■ About this task
Beginning at the line containing "use std::cell::RefCell;" in the material below and ending at the line containing "fn get_or_update(&self, key: K, compute: impl", return each line exactly and add nothing.
···
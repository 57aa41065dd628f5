//! Stateful layout controller with memoized derivations
//!
//! Holds the current tree and configuration. Derived values (measured tree,
//! positioned tree, canvas bound) are computed on read and cached together
//! with the inputs they were computed from; a read with unchanged inputs
//! returns the cached `Rc`.
//!
//! The root is compared by pointer identity. Trees are immutable behind
//! [`TreeNodeRef`], so an edit always produces a new root and invalidates the
//! cache (see [`LayoutController::insert_child`]).

use std::cell::RefCell;
use std::rc::Rc;

use tracing::{debug, instrument, trace};

use crate::domain::{
    self, canvas_bound, layout, measure, Bound, DomainError, DomainResult, Flow, Identifier,
    LayoutConfig, MeasuredNode, Orientation, PositionedTreeNode, TreeNode, TreeNodeRef,
};

/// Last computed value and the key it was computed for.
#[derive(Debug)]
struct Memo<K, V> {
    slot: RefCell<Option<(K, V)>>,
}

impl<K, V> Default for Memo<K, V> {
    fn default() -> Self {
        Self {
            slot: RefCell::new(None),
        }
    }
}

impl<K: PartialEq, V: Clone> Memo<K, V> {
    fn get_or_update(&self, key: K, compute: impl FnOnce() -> V) -> V {
        if let Some((cached_key, value)) = self.slot.borrow().as_ref() {
            if *cached_key == key {
                return value.clone();
            }
        }
        let value = compute();
        *self.slot.borrow_mut() = Some((key, value.clone()));
        value
    }
}

/// Bit patterns of the numeric settings, so NaN compares equal to itself.
fn config_bits(config: &LayoutConfig) -> [u64; 4] {
    [
        config.node_width.to_bits(),
        config.node_height.to_bits(),
        config.space_x.to_bits(),
        config.space_y.to_bits(),
    ]
}

fn same_rc<T>(a: &Option<Rc<T>>, b: &Option<Rc<T>>) -> bool {
    match (a, b) {
        (Some(a), Some(b)) => Rc::ptr_eq(a, b),
        (None, None) => true,
        _ => false,
    }
}

#[derive(Debug)]
struct MeasureKey {
    root: Option<TreeNodeRef>,
    flow: Flow,
    config: [u64; 4],
}

impl PartialEq for MeasureKey {
    fn eq(&self, other: &Self) -> bool {
        same_rc(&self.root, &other.root) && self.flow == other.flow && self.config == other.config
    }
}

#[derive(Debug)]
struct PlaceKey {
    measured: Option<Rc<MeasuredNode>>,
}

impl PartialEq for PlaceKey {
    fn eq(&self, other: &Self) -> bool {
        same_rc(&self.measured, &other.measured)
    }
}

#[derive(Debug)]
struct BoundKey {
    measured: Option<Rc<MeasuredNode>>,
    root: Option<TreeNodeRef>,
    flow: Flow,
    config: [u64; 4],
}

impl PartialEq for BoundKey {
    fn eq(&self, other: &Self) -> bool {
        same_rc(&self.measured, &other.measured)
            && same_rc(&self.root, &other.root)
            && self.flow == other.flow
            && self.config == other.config
    }
}

/// Owns layout inputs and re-derives outputs when they change.
///
/// Single-threaded: caches live in `RefCell`s, so the controller is not `Sync`.
#[derive(Debug, Default)]
pub struct LayoutController {
    root: Option<TreeNodeRef>,
    flow: Flow,
    config: LayoutConfig,
    measured: Memo<MeasureKey, Option<Rc<MeasuredNode>>>,
    positioned: Memo<PlaceKey, Option<Rc<PositionedTreeNode>>>,
    bound: Memo<BoundKey, Option<Bound>>,
}

impl LayoutController {
    pub fn new() -> Self {
        Self::default()
    }

    /// Controller with explicit settings; fails for orientations without a placement algorithm.
    pub fn from_config(config: LayoutConfig, orientation: Orientation) -> DomainResult<Self> {
        Ok(Self {
            flow: Flow::try_from(orientation)?,
            config,
            ..Self::default()
        })
    }

    pub fn with_root(mut self, root: TreeNodeRef) -> Self {
        self.root = Some(root);
        self
    }

    // state

    pub fn root(&self) -> Option<&TreeNodeRef> {
        self.root.as_ref()
    }

    pub fn orientation(&self) -> Orientation {
        self.flow.into()
    }

    pub fn flow(&self) -> Flow {
        self.flow
    }

    pub fn config(&self) -> LayoutConfig {
        self.config
    }

    pub fn node_width(&self) -> f64 {
        self.config.node_width
    }

    pub fn node_height(&self) -> f64 {
        self.config.node_height
    }

    pub fn space_x(&self) -> f64 {
        self.config.space_x
    }

    pub fn space_y(&self) -> f64 {
        self.config.space_y
    }

    // setters: numeric values are taken as given

    pub fn set_root(&mut self, root: Option<TreeNodeRef>) {
        self.root = root;
    }

    /// Rejects `Radial`, keeping the current orientation.
    pub fn set_orientation(&mut self, orientation: Orientation) -> DomainResult<()> {
        self.flow = Flow::try_from(orientation)?;
        debug!("orientation set to {}", orientation);
        Ok(())
    }

    pub fn set_node_width(&mut self, node_width: f64) {
        self.config.node_width = node_width;
    }

    pub fn set_node_height(&mut self, node_height: f64) {
        self.config.node_height = node_height;
    }

    pub fn set_space_x(&mut self, space_x: f64) {
        self.config.space_x = space_x;
    }

    pub fn set_space_y(&mut self, space_y: f64) {
        self.config.space_y = space_y;
    }

    pub fn set_config(&mut self, config: LayoutConfig) {
        self.config = config;
    }

    /// Appends `child` under `parent_id` and replaces the root with the edited copy.
    pub fn insert_child(&mut self, parent_id: &Identifier, child: TreeNode) -> DomainResult<TreeNodeRef> {
        let root = self
            .root
            .as_ref()
            .ok_or_else(|| DomainError::ParentNotFound(parent_id.clone()))?;
        let updated = domain::insert_child(root, parent_id, child)?;
        self.root = Some(updated.clone());
        Ok(updated)
    }

    // derived values

    #[instrument(level = "trace", skip(self))]
    pub fn measured_root(&self) -> Option<Rc<MeasuredNode>> {
        let key = MeasureKey {
            root: self.root.clone(),
            flow: self.flow,
            config: config_bits(&self.config),
        };
        self.measured.get_or_update(key, || {
            trace!("measuring tree");
            self.root.as_ref().map(|root| Rc::new(measure(root, &self.config)))
        })
    }

    #[instrument(level = "trace", skip(self))]
    pub fn positioned_root(&self) -> Option<Rc<PositionedTreeNode>> {
        let measured = self.measured_root();
        let key = PlaceKey {
            measured: measured.clone(),
        };
        self.positioned.get_or_update(key, || {
            trace!("placing tree");
            measured.map(|m| Rc::new(layout(&m, 0.0, 0, self.flow, &self.config)))
        })
    }

    #[instrument(level = "trace", skip(self))]
    pub fn canvas_bound(&self) -> Option<Bound> {
        let measured = self.measured_root();
        let key = BoundKey {
            measured: measured.clone(),
            root: self.root.clone(),
            flow: self.flow,
            config: config_bits(&self.config),
        };
        self.bound.get_or_update(key, || match (self.root.as_ref(), measured) {
            (Some(root), Some(m)) => Some(canvas_bound(root, &m, self.flow, &self.config)),
            _ => None,
        })
    }
}

#[cfg(test)]
mod tests {
    use super::*;
    use crate::domain::TreeBuilder;

    #[test]
    fn given_no_root_when_reading_derived_values_then_all_absent() {
        let controller = LayoutController::new();
        assert!(controller.measured_root().is_none());
        assert!(controller.positioned_root().is_none());
        assert!(controller.canvas_bound().is_none());
    }

    #[test]
    fn given_nan_spacing_when_reading_twice_then_cache_hits() {
        let root = TreeBuilder::new(1, "Root").leaf(2, "A").build();
        let mut controller = LayoutController::new().with_root(root);
        controller.set_space_x(f64::NAN);

        let first = controller.measured_root().unwrap();
        let second = controller.measured_root().unwrap();
        assert!(Rc::ptr_eq(&first, &second));
    }

    #[test]
    fn given_radial_when_creating_from_config_then_rejected() {
        let result = LayoutController::from_config(LayoutConfig::default(), Orientation::Radial);
        assert!(matches!(
            result,
            Err(DomainError::UnsupportedOrientation(Orientation::Radial))
        ));
    }
}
···
■ Answer for the task
use std::cell::RefCell;
use std::rc::Rc;

use tracing::{debug, instrument, trace};

use crate::domain::{
    self, canvas_bound, layout, measure, Bound, DomainError, DomainResult, Flow, Identifier,
    LayoutConfig, MeasuredNode, Orientation, PositionedTreeNode, TreeNode, TreeNodeRef,
};

/// Last computed value and the key it was computed for.
#[derive(Debug)]
struct Memo<K, V> {
    slot: RefCell<Option<(K, V)>>,
}

impl<K, V> Default for Memo<K, V> {
    fn default() -> Self {
        Self {
            slot: RefCell::new(None),
        }
    }
}

impl<K: PartialEq, V: Clone> Memo<K, V> {
    fn get_or_update(&self, key: K, compute: impl FnOnce() -> V) -> V {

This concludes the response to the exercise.